AsterixDB: Better than Hadoop? Interview with Mike Carey
“To distinguish AsterixDB from current Big Data analytics platforms – which query but don’t store or manage Big Data – we like to classify AsterixDB as being a “Big Data Management System” (BDMS, with an emphasis on the “M”)”–Mike Carey.
The AsterixDB Big Data Management System (BDMS) is the result of approximately four years of R&D involving researchers at UC Irvine, UC Riverside, and Oracle Labs. The AsterixDB code base currently consists of over 250K lines of Java code that has been co-developed by project staff and students at UCI and UCR.
The AsterixDB project has been supported by the U.S. National Science Foundation as well as by several generous industrial gifts.
Q1. Why build a new Big Data Management System?

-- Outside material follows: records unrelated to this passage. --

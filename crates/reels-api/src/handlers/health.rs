use crate::state::AppState;
use axum::{extract::State, http::StatusCode, response::IntoResponse, Json};
use serde::Serialize;
use std::sync::Arc;
use std::time::Duration;
use utoipa::ToSchema;

const HEALTH_TIMEOUT: Duration = Duration::from_secs(5);
const STORAGE_HEALTH_KEY: &str = "health-check/non-existent-key";

#[derive(Debug, Serialize, ToSchema)]
pub struct HealthCheckResponse {
    pub status: String,
    pub database: String,
    pub storage: String,
}

#[utoipa::path(
    get,
    path = "/health",
    tag = "health",
    responses(
        (status = 200, description = "Database and storage reachable", body = HealthCheckResponse),
        (status = 503, description = "Database unreachable", body = HealthCheckResponse)
    )
)]
pub async fn health_check(State(state): State<Arc<AppState>>) -> impl IntoResponse {
    let mut response = HealthCheckResponse {
        status: "healthy".to_string(),
        database: "unknown".to_string(),
        storage: "unknown".to_string(),
    };
    let mut overall_healthy = true;

    match tokio::time::timeout(HEALTH_TIMEOUT, state.videos.ping()).await {
        Ok(Ok(())) => response.database = "healthy".to_string(),
        Ok(Err(e)) => {
            tracing::error!(error = %e, "Database health check failed");
            response.database = "unhealthy".to_string();
            overall_healthy = false;
        }
        Err(_) => {
            tracing::error!("Database health check timed out");
            response.database = "timeout".to_string();
            overall_healthy = false;
        }
    }

    // Existence check on a key that is never written: proves connectivity
    // and credentials without creating anything.
    match tokio::time::timeout(HEALTH_TIMEOUT, state.storage.object_exists(STORAGE_HEALTH_KEY)).await
    {
        Ok(Ok(_)) => response.storage = "healthy".to_string(),
        Ok(Err(e)) => {
            tracing::warn!(error = %e, "Storage health check failed");
            response.storage = "degraded".to_string();
        }
        Err(_) => {
            tracing::warn!("Storage health check timed out");
            response.storage = "timeout".to_string();
        }
    }

    let status_code = if overall_healthy {
        StatusCode::OK
    } else {
        response.status = "unhealthy".to_string();
        StatusCode::SERVICE_UNAVAILABLE
    };

    (status_code, Json(response))
}

/// Liveness check: the process is up and serving requests.
#[utoipa::path(
    get,
    path = "/health/live",
    tag = "health",
    responses((status = 200, description = "Process is alive"))
)]
pub async fn liveness_check() -> impl IntoResponse {
    Json(serde_json::json!({ "status": "alive" }))
}
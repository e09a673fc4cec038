use jsonwebtoken::{encode, Algorithm, EncodingKey, Header};
use reels_api::auth::AccessClaims;
use uuid::Uuid;

use super::TEST_JWT_SECRET;

/// A user with a valid access token.
pub struct TestUser {
    pub user_id: Uuid,
    pub token: String,
}

impl TestUser {
    pub fn bearer(&self) -> String {
        format!("Bearer {}", self.token)
    }
}

pub fn sign(user_id: Uuid, token_type: &str, secret: &str) -> String {
    let now = chrono::Utc::now().timestamp();
    let claims = AccessClaims {
        sub: user_id,
        token_type: token_type.to_string(),
        exp: now + 900,
        iat: Some(now),
    };
    encode(
        &Header::new(Algorithm::HS256),
        &claims,
        &EncodingKey::from_secret(secret.as_bytes()),
    )
    .expect("Failed to sign test token")
}

pub fn test_user() -> TestUser {
    let user_id = Uuid::new_v4();
    TestUser {
        user_id,
        token: sign(user_id, "access", TEST_JWT_SECRET),
    }
}
//! Task execution error types
//!
//! A task handler reports whether its failure is worth retrying. The queue
//! runtime reads that flag together with its own retry budget; nothing is
//! inferred from the concrete error type.

use std::fmt;

/// Task execution error that can be either recoverable or unrecoverable
#[derive(Debug)]
pub struct TaskError {
    inner: anyhow::Error,
    recoverable: bool,
}

impl TaskError {
    /// Failure that will not change on retry (missing source object, bad payload).
    pub fn unrecoverable(err: impl Into<anyhow::Error>) -> Self {
        Self {
            inner: err.into(),
            recoverable: false,
        }
    }

    /// Failure the queue should retry with backoff (transient storage or
    /// transcoder trouble, timeouts).
    pub fn recoverable(err: impl Into<anyhow::Error>) -> Self {
        Self {
            inner: err.into(),
            recoverable: true,
        }
    }

    pub fn is_recoverable(&self) -> bool {
        self.recoverable
    }

    pub fn inner(&self) -> &anyhow::Error {
        &self.inner
    }

    pub fn into_inner(self) -> anyhow::Error {
        self.inner
    }
}

impl fmt::Display for TaskError {
    fn fmt(&self, f: &mut fmt::Formatter<'_>) -> fmt::Result {
        write!(f, "{:#}", self.inner)
    }
}

impl std::error::Error for TaskError {
    fn source(&self) -> Option<&(dyn std::error::Error + 'static)> {
        self.inner.source()
    }
}

impl From<anyhow::Error> for TaskError {
    /// Default conversion from anyhow::Error creates a recoverable error
    fn from(err: anyhow::Error) -> Self {
        Self::recoverable(err)
    }
}

/// Extension trait for Result to easily create unrecoverable task errors
pub trait TaskResultExt<T> {
    /// Mark this result as unrecoverable on error
    fn unrecoverable(self) -> Result<T, TaskError>;
}

impl<T, E: Into<anyhow::Error>> TaskResultExt<T> for Result<T, E> {
    fn unrecoverable(self) -> Result<T, TaskError> {
        self.map_err(|e| TaskError::unrecoverable(e.into()))
    }
}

Mike Carey: When we started this project in 2009, we were looking at a “split universe” – there were your traditional parallel data warehouses, based on expensive proprietary relational DBMSs, and then there was the emerging Hadoop platform, which was free but low-function in comparison and wasn’t based on the many lessons known to the database community about how to build platforms to efficiently query large volumes of data. We wanted to bridge those worlds, and handle “modern data” while we were at it, by taking into account the key lessons from both sides.

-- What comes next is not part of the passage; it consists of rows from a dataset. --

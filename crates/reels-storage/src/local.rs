use crate::traits::{validate_key, Storage, StorageError, StorageResult};
use crate::StorageBackend;
use async_trait::async_trait;
use std::path::{Path, PathBuf};
use std::time::Duration;
use tokio::fs;

/// Local filesystem storage, used for development and tests.
///
/// There is no signing here: the "upload URL" is the plain address under
/// `base_url` where a dev proxy is expected to accept the PUT.
#[derive(Clone)]
pub struct LocalStorage {
    base_path: PathBuf,
    base_url: String,
}

impl LocalStorage {
    /// # Arguments
    /// * `base_path` - Root directory for objects (e.g. "/var/lib/reels/storage")
    /// * `base_url` - Base URL the objects are served under (e.g. "http://localhost:8000/media")
    pub async fn new(base_path: impl Into<PathBuf>, base_url: String) -> StorageResult<Self> {
        let base_path = base_path.into();

        fs::create_dir_all(&base_path).await.map_err(|e| {
            StorageError::ConfigError(format!(
                "Failed to create storage directory {}: {}",
                base_path.display(),
                e
            ))
        })?;

        Ok(LocalStorage {
            base_path,
            base_url,
        })
    }

    fn key_to_path(&self, key: &str) -> StorageResult<PathBuf> {
        validate_key(key)?;
        Ok(self.base_path.join(key))
    }

    fn generate_url(&self, key: &str) -> String {
        format!("{}/{}", self.base_url.trim_end_matches('/'), key)
    }

    async fn ensure_parent_dir(&self, path: &Path) -> StorageResult<()> {
        if let Some(parent) = path.parent() {
            fs::create_dir_all(parent).await?;
        }
        Ok(())
    }
}

#[async_trait]
impl Storage for LocalStorage {
    async fn issue_upload_url(
        &self,
        key: &str,
        _content_type: &str,
        _ttl: Duration,
    ) -> StorageResult<String> {
        self.key_to_path(key)?;
        Ok(self.generate_url(key))
    }

    async fn object_exists(&self, key: &str) -> StorageResult<bool> {
        let path = self.key_to_path(key)?;
        Ok(fs::try_exists(&path).await?)
    }

    async fn download(&self, key: &str, local_path: &Path) -> StorageResult<()> {
        let path = self.key_to_path(key)?;
        if !fs::try_exists(&path).await? {
            return Err(StorageError::NotFound(key.to_string()));
        }
        fs::copy(&path, local_path).await.map_err(|e| {
            StorageError::DownloadFailed(format!("Failed to copy {}: {}", path.display(), e))
        })?;
        Ok(())
    }

    async fn upload(&self, local_path: &Path, key: &str, content_type: &str) -> StorageResult<()> {
        let path = self.key_to_path(key)?;
        self.ensure_parent_dir(&path).await?;

        let size = fs::copy(local_path, &path).await.map_err(|e| {
            StorageError::UploadFailed(format!("Failed to write {}: {}", path.display(), e))
        })?;

        tracing::debug!(
            key = %key,
            content_type = %content_type,
            size_bytes = size,
            "Local upload successful"
        );

        Ok(())
    }

    fn backend_type(&self) -> StorageBackend {
        StorageBackend::Local
    }
}
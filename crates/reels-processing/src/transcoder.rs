//! ffmpeg / ffprobe wrapper.

use async_trait::async_trait;
use reels_core::TranscodeSettings;
use std::path::Path;
use std::process::{Output, Stdio};
use std::time::Duration;
use thiserror::Error;
use tokio::process::Command;

/// Longest stderr tail kept in an error message.
const STDERR_TAIL_BYTES: usize = 2000;

#[derive(Debug, Error)]
pub enum TranscodeError {
    #[error("Failed to start {tool}: {source}")]
    Spawn {
        tool: String,
        #[source]
        source: std::io::Error,
    },

    #[error("{tool} exited with {status}: {stderr}")]
    Failed {
        tool: String,
        status: String,
        stderr: String,
    },

    #[error("{tool} timed out after {secs}s")]
    TimedOut { tool: String, secs: u64 },
}

/// Media engine used by the transcode worker.
#[async_trait]
pub trait TranscodeTool: Send + Sync {
    /// Encode `input` to a 720p H.264/AAC MP4 with faststart at `output`.
    async fn render_720p(&self, input: &Path, output: &Path) -> Result<(), TranscodeError>;

    /// Grab one JPEG frame at the one second mark.
    async fn extract_cover(&self, input: &Path, output: &Path) -> Result<(), TranscodeError>;

    /// Container duration in whole seconds. `None` when it can't be determined.
    async fn read_duration(&self, input: &Path) -> Option<i32>;
}

/// Runs the system `ffmpeg` and `ffprobe` binaries as child processes.
#[derive(Debug, Clone)]
pub struct FfmpegTool {
    ffmpeg_path: String,
    ffprobe_path: String,
    timeout: Duration,
}

impl FfmpegTool {
    pub fn new(settings: &TranscodeSettings) -> Self {
        Self {
            ffmpeg_path: settings.ffmpeg_path.clone(),
            ffprobe_path: settings.ffprobe_path.clone(),
            timeout: Duration::from_secs(settings.timeout_secs),
        }
    }

    /// Run `program` to completion. The child is killed if the timeout fires
    /// or the future is dropped.
    async fn run(&self, program: &str, args: &[String]) -> Result<Output, TranscodeError> {
        let child = Command::new(program)
            .args(args)
            .stdin(Stdio::null())
            .stdout(Stdio::piped())
            .stderr(Stdio::piped())
            .kill_on_drop(true)
            .output();

        let output = match tokio::time::timeout(self.timeout, child).await {
            Ok(result) => result.map_err(|source| TranscodeError::Spawn {
                tool: program.to_string(),
                source,
            })?,
            Err(_) => {
                return Err(TranscodeError::TimedOut {
                    tool: program.to_string(),
                    secs: self.timeout.as_secs(),
                })
            }
        };

        if !output.status.success() {
            return Err(TranscodeError::Failed {
                tool: program.to_string(),
                status: output.status.to_string(),
                stderr: stderr_tail(&output.stderr),
            });
        }

        Ok(output)
    }
}

fn path_arg(path: &Path) -> String {
    path.to_string_lossy().to_string()
}

fn stderr_tail(stderr: &[u8]) -> String {
    let text = String::from_utf8_lossy(stderr);
    let text = text.trim();
    if text.len() <= STDERR_TAIL_BYTES {
        return text.to_string();
    }
    let mut start = text.len() - STDERR_TAIL_BYTES;
    while !text.is_char_boundary(start) {
        start += 1;
    }
    text[start..].to_string()
}

/// ffprobe prints e.g. `12.480000`; truncate to whole seconds.
pub(crate) fn parse_duration(stdout: &str) -> Option<i32> {
    let seconds: f64 = stdout.trim().parse().ok()?;
    if !seconds.is_finite() || seconds < 0.0 || seconds > i32::MAX as f64 {
        return None;
    }
    Some(seconds.trunc() as i32)
}

pub(crate) fn rendition_args(input: &Path, output: &Path) -> Vec<String> {
    [
        "-y",
        "-i",
        path_arg(input).as_str(),
        "-vf",
        "scale=-2:720",
        "-c:v",
        "libx264",
        "-preset",
        "fast",
        "-crf",
        "23",
        "-c:a",
        "aac",
        "-movflags",
        "+faststart",
        path_arg(output).as_str(),
    ]
    .iter()
    .map(|s| s.to_string())
    .collect()
}

pub(crate) fn cover_args(input: &Path, output: &Path) -> Vec<String> {
    [
        "-y",
        "-ss",
        "1",
        "-i",
        path_arg(input).as_str(),
        "-vframes",
        "1",
        "-q:v",
        "2",
        path_arg(output).as_str(),
    ]
    .iter()
    .map(|s| s.to_string())
    .collect()
}

pub(crate) fn duration_args(input: &Path) -> Vec<String> {
    [
        "-v",
        "error",
        "-show_entries",
        "format=duration",
        "-of",
        "default=noprint_wrappers=1:nokey=1",
        path_arg(input).as_str(),
    ]
    .iter()
    .map(|s| s.to_string())
    .collect()
}

#[async_trait]
impl TranscodeTool for FfmpegTool {
    #[tracing::instrument(skip(self))]
    async fn render_720p(&self, input: &Path, output: &Path) -> Result<(), TranscodeError> {
        self.run(&self.ffmpeg_path, &rendition_args(input, output))
            .await
            .map(|_| ())
    }

    #[tracing::instrument(skip(self))]
    async fn extract_cover(&self, input: &Path, output: &Path) -> Result<(), TranscodeError> {
        self.run(&self.ffmpeg_path, &cover_args(input, output))
            .await
            .map(|_| ())
    }

    async fn read_duration(&self, input: &Path) -> Option<i32> {
        match self.run(&self.ffprobe_path, &duration_args(input)).await {
            Ok(output) => {
                let duration = parse_duration(&String::from_utf8_lossy(&output.stdout));
                if duration.is_none() {
                    tracing::warn!(input = %input.display(), "ffprobe returned no usable duration");
                }
                duration
            }
            Err(e) => {
                tracing::warn!(error = %e, input = %input.display(), "ffprobe failed, continuing without duration");
                None
            }
        }
    }
}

To distinguish AsterixDB from current Big Data analytics platforms – which query but don’t store or manage Big Data – we like to classify AsterixDB as being a “Big Data Management System” (BDMS, with an emphasis on the “M”).
We felt that the Big Data world, once the initial Hadoop furor started to fade a little, would benefit from having a platform that could offer things like:
- a flexible data model that could handle data scenarios ranging from “schema first” to “schema never”;
- a full query language with at least the expressive power of SQL;
- support for data storage, data management, and automatic indexing;
- support for a wide range of query sizes, with query processing cost being proportional to the given query;
- support for continuous data ingestion, hence the accumulation of Big Data;
- the ability to scale up gracefully to manage and query very large volumes of data using commodity clusters; and,
- built-in support for today’s common “Big Data data types”, such as textual, temporal, and simple spatial data.

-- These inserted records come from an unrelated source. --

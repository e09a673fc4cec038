//! Storage abstraction trait
//!
//! Every blob store backend implements [`Storage`]. The pipeline only needs
//! four capabilities: sign a direct upload, check that an object landed,
//! pull an object into a scratch file, and push a scratch file back.

use crate::StorageBackend;
use async_trait::async_trait;
use std::path::Path;
use std::time::Duration;
use thiserror::Error;

/// Storage operation errors
#[derive(Debug, Error)]
pub enum StorageError {
    #[error("Upload failed: {0}")]
    UploadFailed(String),

    #[error("Download failed: {0}")]
    DownloadFailed(String),

    #[error("Object not found: {0}")]
    NotFound(String),

    #[error("Invalid storage key: {0}")]
    InvalidKey(String),

    #[error("Storage backend error: {0}")]
    BackendError(String),

    #[error("IO error: {0}")]
    IoError(#[from] std::io::Error),

    #[error("Configuration error: {0}")]
    ConfigError(String),
}

/// Result type for storage operations
pub type StorageResult<T> = Result<T, StorageError>;

/// Reject keys that could escape the bucket or local root.
pub fn validate_key(key: &str) -> StorageResult<()> {
    if key.is_empty() {
        return Err(StorageError::InvalidKey("Storage key is empty".to_string()));
    }
    if key.starts_with('/') || key.split('/').any(|segment| segment == "..") {
        return Err(StorageError::InvalidKey(
            "Storage key contains invalid characters".to_string(),
        ));
    }
    Ok(())
}

#[async_trait]
pub trait Storage: Send + Sync {
    /// Time-limited URL that authorizes one direct PUT of `key`.
    ///
    /// Nothing guarantees the client ever uses it; callers must confirm the
    /// object with [`Storage::object_exists`] before relying on it.
    async fn issue_upload_url(
        &self,
        key: &str,
        content_type: &str,
        ttl: Duration,
    ) -> StorageResult<String>;

    /// Whether an object is present at `key`.
    ///
    /// "Not found" is `Ok(false)`; only transport and auth failures are errors.
    async fn object_exists(&self, key: &str) -> StorageResult<bool>;

    /// Copy the object at `key` into `local_path`, replacing any existing file.
    async fn download(&self, key: &str, local_path: &Path) -> StorageResult<()>;

    /// Store the contents of `local_path` at `key` with the given content type.
    async fn upload(&self, local_path: &Path, key: &str, content_type: &str) -> StorageResult<()>;

    fn backend_type(&self) -> StorageBackend;
}
//! Bearer access-token authentication.
//!
//! Tokens are issued elsewhere; this service only verifies them (HS256,
//! shared `JWT_SECRET`) and exposes the caller as [`AuthUser`].

pub mod jwt;
pub mod middleware;
pub mod models;

pub use jwt::{AccessClaims, JwtVerifier, ACCESS_TOKEN_TYPE};
pub use middleware::auth_middleware;
pub use models::AuthUser;
//! Error types module
//!
//! All request-path failures are unified under [`AppError`]. Each variant
//! describes its own HTTP presentation through [`ErrorMetadata`], so the API
//! layer never has to match on variants to build a response.
//!
//! The `Database` variant wraps `sqlx::Error` when the `sqlx` feature is on
//! (the default) and a plain message otherwise.

use std::io;

#[cfg(feature = "sqlx")]
use sqlx::Error as SqlxError;
use uuid::Uuid;

/// Log level for error reporting
#[derive(Debug, Clone, Copy, PartialEq, Eq)]
pub enum LogLevel {
    /// Expected client errors (validation, not found)
    Debug,
    /// Recoverable issues worth noticing
    Warn,
    /// Unexpected failures
    Error,
}

/// Metadata for error responses - defines how an error should be presented
pub trait ErrorMetadata {
    /// HTTP status code to return
    fn http_status_code(&self) -> u16;

    /// Stable machine-readable code (e.g. "video_not_found")
    fn error_code(&self) -> &'static str;

    /// Whether the client may retry the same request
    fn is_recoverable(&self) -> bool;

    /// Suggested action for the client
    fn suggested_action(&self) -> Option<&'static str>;

    /// Client-facing message (may differ from internal error message)
    fn client_message(&self) -> String;

    /// Whether details should be hidden in production
    fn is_sensitive(&self) -> bool;

    /// Log level for this error
    fn log_level(&self) -> LogLevel;
}

#[derive(Debug, thiserror::Error)]
pub enum AppError {
    #[cfg(feature = "sqlx")]
    #[error("Database error: {0}")]
    Database(#[source] SqlxError),

    #[cfg(not(feature = "sqlx"))]
    #[error("Database error: {0}")]
    Database(String),

    #[error("Storage error: {0}")]
    Storage(String),

    #[error("Queue error: {0}")]
    Queue(String),

    #[error("Unsupported content type: {0}")]
    InvalidContentType(String),

    #[error("File too large: {size} bytes exceeds limit of {max} bytes")]
    FileTooLarge { size: i64, max: u64 },

    #[error("Invalid input: {0}")]
    InvalidInput(String),

    #[error("Uploaded object not found: {0}")]
    UploadMissing(String),

    #[error("Video not found: {0}")]
    VideoNotFound(Uuid),

    #[error("Forbidden: {0}")]
    Forbidden(String),

    #[error("Authentication required: {0}")]
    Unauthorized(String),

    #[error("Invalid access token: {0}")]
    InvalidToken(String),

    #[error("Internal error: {0}")]
    Internal(String),

    #[error("Internal error with source")]
    InternalWithSource {
        message: String,
        #[source]
        source: anyhow::Error,
    },
}

#[cfg(feature = "sqlx")]
impl From<SqlxError> for AppError {
    fn from(err: SqlxError) -> Self {
        AppError::Database(err)
    }
}

impl From<anyhow::Error> for AppError {
    fn from(err: anyhow::Error) -> Self {
        AppError::InternalWithSource {
            message: err.to_string(),
            source: err,
        }
    }
}

impl From<io::Error> for AppError {
    fn from(err: io::Error) -> Self {
        AppError::Internal(format!("IO error: {}", err))
    }
}

impl From<serde_json::Error> for AppError {
    fn from(err: serde_json::Error) -> Self {
        AppError::InvalidInput(format!("JSON parsing error: {}", err))
    }
}

impl From<uuid::Error> for AppError {
    fn from(err: uuid::Error) -> Self {
        AppError::InvalidInput(format!("UUID parsing error: {}", err))
    }
}

impl From<validator::ValidationErrors> for AppError {
    fn from(err: validator::ValidationErrors) -> Self {
        AppError::InvalidInput(format!("Validation error: {}", err))
    }
}

/// Static metadata for each variant: (http_status, error_code, recoverable, suggested_action, sensitive, log_level).
fn app_error_static_metadata(
    err: &AppError,
) -> (
    u16,
    &'static str,
    bool,
    Option<&'static str>,
    bool,
    LogLevel,
) {
    match err {
        AppError::Database(_) => (
            500,
            "internal_error",
            true,
            Some("Retry after a short delay"),
            true,
            LogLevel::Error,
        ),
        AppError::Storage(_) => (
            500,
            "storage_unavailable",
            true,
            Some("Retry after a short delay"),
            true,
            LogLevel::Error,
        ),
        AppError::Queue(_) => (
            500,
            "queue_unavailable",
            true,
            Some("Call upload completion again once the service recovers"),
            true,
            LogLevel::Error,
        ),
        AppError::InvalidContentType(_) => (
            400,
            "invalid_content_type",
            false,
            Some("Upload one of the supported video formats"),
            false,
            LogLevel::Debug,
        ),
        AppError::FileTooLarge { .. } => (
            400,
            "file_too_large",
            false,
            Some("Reduce the file size below the configured limit"),
            false,
            LogLevel::Debug,
        ),
        AppError::InvalidInput(_) => (
            400,
            "validation_error",
            false,
            Some("Check request parameters and try again"),
            false,
            LogLevel::Debug,
        ),
        AppError::UploadMissing(_) => (
            400,
            "upload_missing",
            true,
            Some("Upload the file to the presigned URL before completing"),
            false,
            LogLevel::Debug,
        ),
        AppError::VideoNotFound(_) => (
            404,
            "video_not_found",
            false,
            Some("Verify the video ID exists"),
            false,
            LogLevel::Debug,
        ),
        AppError::Forbidden(_) => (
            403,
            "forbidden",
            false,
            None,
            false,
            LogLevel::Warn,
        ),
        AppError::Unauthorized(_) => (
            401,
            "auth_required",
            false,
            Some("Send a bearer access token"),
            false,
            LogLevel::Debug,
        ),
        AppError::InvalidToken(_) => (
            401,
            "invalid_token",
            false,
            Some("Obtain a fresh access token"),
            false,
            LogLevel::Debug,
        ),
        AppError::Internal(_) | AppError::InternalWithSource { .. } => (
            500,
            "internal_error",
            true,
            Some("Retry after a short delay"),
            true,
            LogLevel::Error,
        ),
    }
}

impl AppError {
    /// Get the error type name for detailed error responses
    pub fn error_type(&self) -> &str {
        match self {
            AppError::Database(_) => "Database",
            AppError::Storage(_) => "Storage",
            AppError::Queue(_) => "Queue",
            AppError::InvalidContentType(_) => "InvalidContentType",
            AppError::FileTooLarge { .. } => "FileTooLarge",
            AppError::InvalidInput(_) => "InvalidInput",
            AppError::UploadMissing(_) => "UploadMissing",
            AppError::VideoNotFound(_) => "VideoNotFound",
            AppError::Forbidden(_) => "Forbidden",
            AppError::Unauthorized(_) => "Unauthorized",
            AppError::InvalidToken(_) => "InvalidToken",
            AppError::Internal(_) | AppError::InternalWithSource { .. } => "Internal",
        }
    }

    /// Get detailed error information including error chain
    pub fn detailed_message(&self) -> String {
        use std::error::Error;

        let mut details = self.to_string();

        let mut source = self.source();
        let mut depth = 0;
        while let Some(err) = source {
            depth += 1;
            if depth > 5 {
                details.push_str("\n  ... (truncated)");
                break;
            }
            details.push_str(&format!("\n  Caused by: {}", err));
            source = err.source();
        }

        details
    }
}

impl ErrorMetadata for AppError {
    fn http_status_code(&self) -> u16 {
        app_error_static_metadata(self).0
    }

    fn error_code(&self) -> &'static str {
        app_error_static_metadata(self).1
    }

    fn is_recoverable(&self) -> bool {
        app_error_static_metadata(self).2
    }

    fn suggested_action(&self) -> Option<&'static str> {
        app_error_static_metadata(self).3
    }

    fn is_sensitive(&self) -> bool {
        app_error_static_metadata(self).4
    }

    fn log_level(&self) -> LogLevel {
        app_error_static_metadata(self).5
    }

    fn client_message(&self) -> String {
        match self {
            AppError::Database(_) => "Internal server error".to_string(),
            AppError::Storage(_) => "Failed to access storage".to_string(),
            AppError::Queue(_) => "Failed to schedule processing".to_string(),
            AppError::InvalidContentType(_) => "Unsupported content type".to_string(),
            AppError::FileTooLarge { .. } => "File too large".to_string(),
            AppError::InvalidInput(ref msg) => msg.clone(),
            AppError::UploadMissing(_) => "Uploaded object not found".to_string(),
            AppError::VideoNotFound(_) => "Video not found".to_string(),
            AppError::Forbidden(_) => "No access to this video".to_string(),
            AppError::Unauthorized(_) => "Authentication required".to_string(),
            AppError::InvalidToken(_) => "Invalid access token".to_string(),
            AppError::Internal(_) | AppError::InternalWithSource { .. } => {
                "Internal server error".to_string()
            }
        }
    }
}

So that’s what we set out to do.
Q2. What was wrong with the current Open Source Big Data Stack?
Mike Carey: First, we should mention that some reviewers back in 2009 thought we were crazy or stupid (or both) to not just be jumping on the Hadoop bandwagon – but we felt it was important, as academic researchers, to look beyond Hadoop and be asking the question “okay, but after Hadoop, then what?”
We recognized that MapReduce was great for enabling developers to write massively parallel jobs against large volumes of data without having to “think parallel” – just focusing on one piece of data (map) or one key-sharing group of data (reduce) at a time. As a platform for “parallel programming for dummies”, it was (and still is) very enabling! It also made sense, for expedience, that people were starting to offer declarative languages like Pig and Hive, compiling them down into Hadoop MapReduce jobs to improve programmer productivity – raising the level much like what the database community did in moving to the relational model and query languages like SQL in the 70’s and 80’s.
One thing that we felt was wrong for sure in 2009 was that higher-level languages were being compiled into an assembly language with just two instructions, map and reduce. We knew from Tedd Codd and relational history that more instructions – like the relational algebra’s operators – were important – and recognized that the data sorting that Hadoop always does between map and reduce wasn’t always needed.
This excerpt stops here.